MY Uncle Bruce’s call had to be communicated to my mother. Seha and I both wanted to go back to Abbeville. Surely we were at a break in things and this happened and the family needed prayer and support. Dad felt we should go on to the ministry in the Cuchilla del Tesoro. There was an emotional struggle and some tears but ultimately we did what most people would do and did not uproot the whole family because the mother’s married adult brother was ill, The thing that made it different was that we were so mobile and so rootless. We prayed and we believed in offering up suffering and we offered up our lonesomeness for Jed as a prayer for his healing. Jed made a remarkable recovery and would go on to have a healthy enough brain to graduate from Loyola Law School having made Law Review – a great distinction, He is still working and making money was a land man, although he left the practice of law. He and Susan are long divorced and married other people but both are people of faith who remember God caring for them at this time.

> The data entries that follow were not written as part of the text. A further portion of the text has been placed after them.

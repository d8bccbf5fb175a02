//! Fan-out of progress events to connected clients, keyed by user.
//!
//! Delivery is fire-and-forget: no backpressure, no acknowledgment, and a
//! dropped event is fine as long as the terminal state eventually arrives.

use parking_lot::RwLock;
use serde::Serialize;
use std::collections::HashMap;
use tokio::sync::mpsc;
use tracing::debug;
use uuid::Uuid;

use crate::job::JobStatus;

/// One row of a `job_updates` event.
#[derive(Debug, Clone, PartialEq, Eq, Serialize)]
pub struct JobUpdate {
    pub job_id: i64,
    pub status: JobStatus,
    pub current: u64,
    pub total: u64,
    pub percent: u8,
}

/// Everything the server pushes to a browser, in wire shape.
#[derive(Debug, Clone, PartialEq, Serialize)]
#[serde(tag = "type", rename_all = "snake_case")]
pub enum Event {
    JobUpdates {
        updates: Vec<JobUpdate>,
    },
    JobCompletion {
        status: &'static str,
    },
    TransferProgress {
        progress: i64,
        current_file: Option<String>,
        bytes_transferred: Option<u64>,
        total_bytes: Option<u64>,
        estimated_time_remaining: Option<u64>,
        error: Option<String>,
    },
}

impl Event {
    pub fn completion() -> Self {
        Event::JobCompletion { status: "SUCCESS" }
    }
}

struct ClientConnection {
    id: Uuid,
    tx: mpsc::UnboundedSender<Event>,
}

/// Registry of live client connections per user.
///
/// Registration changes may race an in-flight broadcast; the registry lock
/// only guards the connection set, never the sends themselves.
pub struct Broadcaster {
    connections: RwLock<HashMap<i64, Vec<ClientConnection>>>,
}

impl Broadcaster {
    pub fn new() -> Self {
        Broadcaster {
            connections: RwLock::new(HashMap::new()),
        }
    }

    /// Attach a new connection for a user. The returned receiver yields
    /// every event broadcast to that user from this moment forward.
    pub fn register(&self, user_id: i64) -> (Uuid, mpsc::UnboundedReceiver<Event>) {
        let (tx, rx) = mpsc::unbounded_channel();
        let id = Uuid::new_v4();
        self.connections
            .write()
            .entry(user_id)
            .or_default()
            .push(ClientConnection { id, tx });
        debug!(user = user_id, conn = %id, "client registered");
        (id, rx)
    }

    /// Detach a connection. Unregistering twice is a no-op.
    pub fn unregister(&self, user_id: i64, conn_id: Uuid) {
        let mut connections = self.connections.write();
        if let Some(list) = connections.get_mut(&user_id) {
            list.retain(|c| c.id != conn_id);
            if list.is_empty() {
                connections.remove(&user_id);
            }
        }
    }

    /// Send an event to every connection registered for a user. A user with
    /// no connections is a no-op. Dead connections are pruned as they are
    /// discovered.
    pub fn broadcast_to_user(&self, user_id: i64, event: Event) {
        let mut connections = self.connections.write();
        if let Some(list) = connections.get_mut(&user_id) {
            list.retain(|c| c.tx.send(event.clone()).is_ok());
            if list.is_empty() {
                connections.remove(&user_id);
            }
        }
    }

    #[cfg(test)]
    fn connection_count(&self, user_id: i64) -> usize {
        self.connections
            .read()
            .get(&user_id)
            .map(|l| l.len())
            .unwrap_or(0)
    }
}

impl Default for Broadcaster {
    fn default() -> Self {
        Self::new()
    }
}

It was the sacrifice of not being with Jed that defined our transition back to Mexico CIty, There were no dumps or extreme squalor in our neighborhood. Cuchilla had many stores, shops, small artisans and food carts. Schools and churches were around and could be crowded. I took classes at the church when they were open but neve enrolled in a school. Kids were on different schedules because many schools had an early platoon and a late platoon of students. That made it very hard to notice that I was not in school. It wa sin this context that I and the family began to settle into the big city for a while.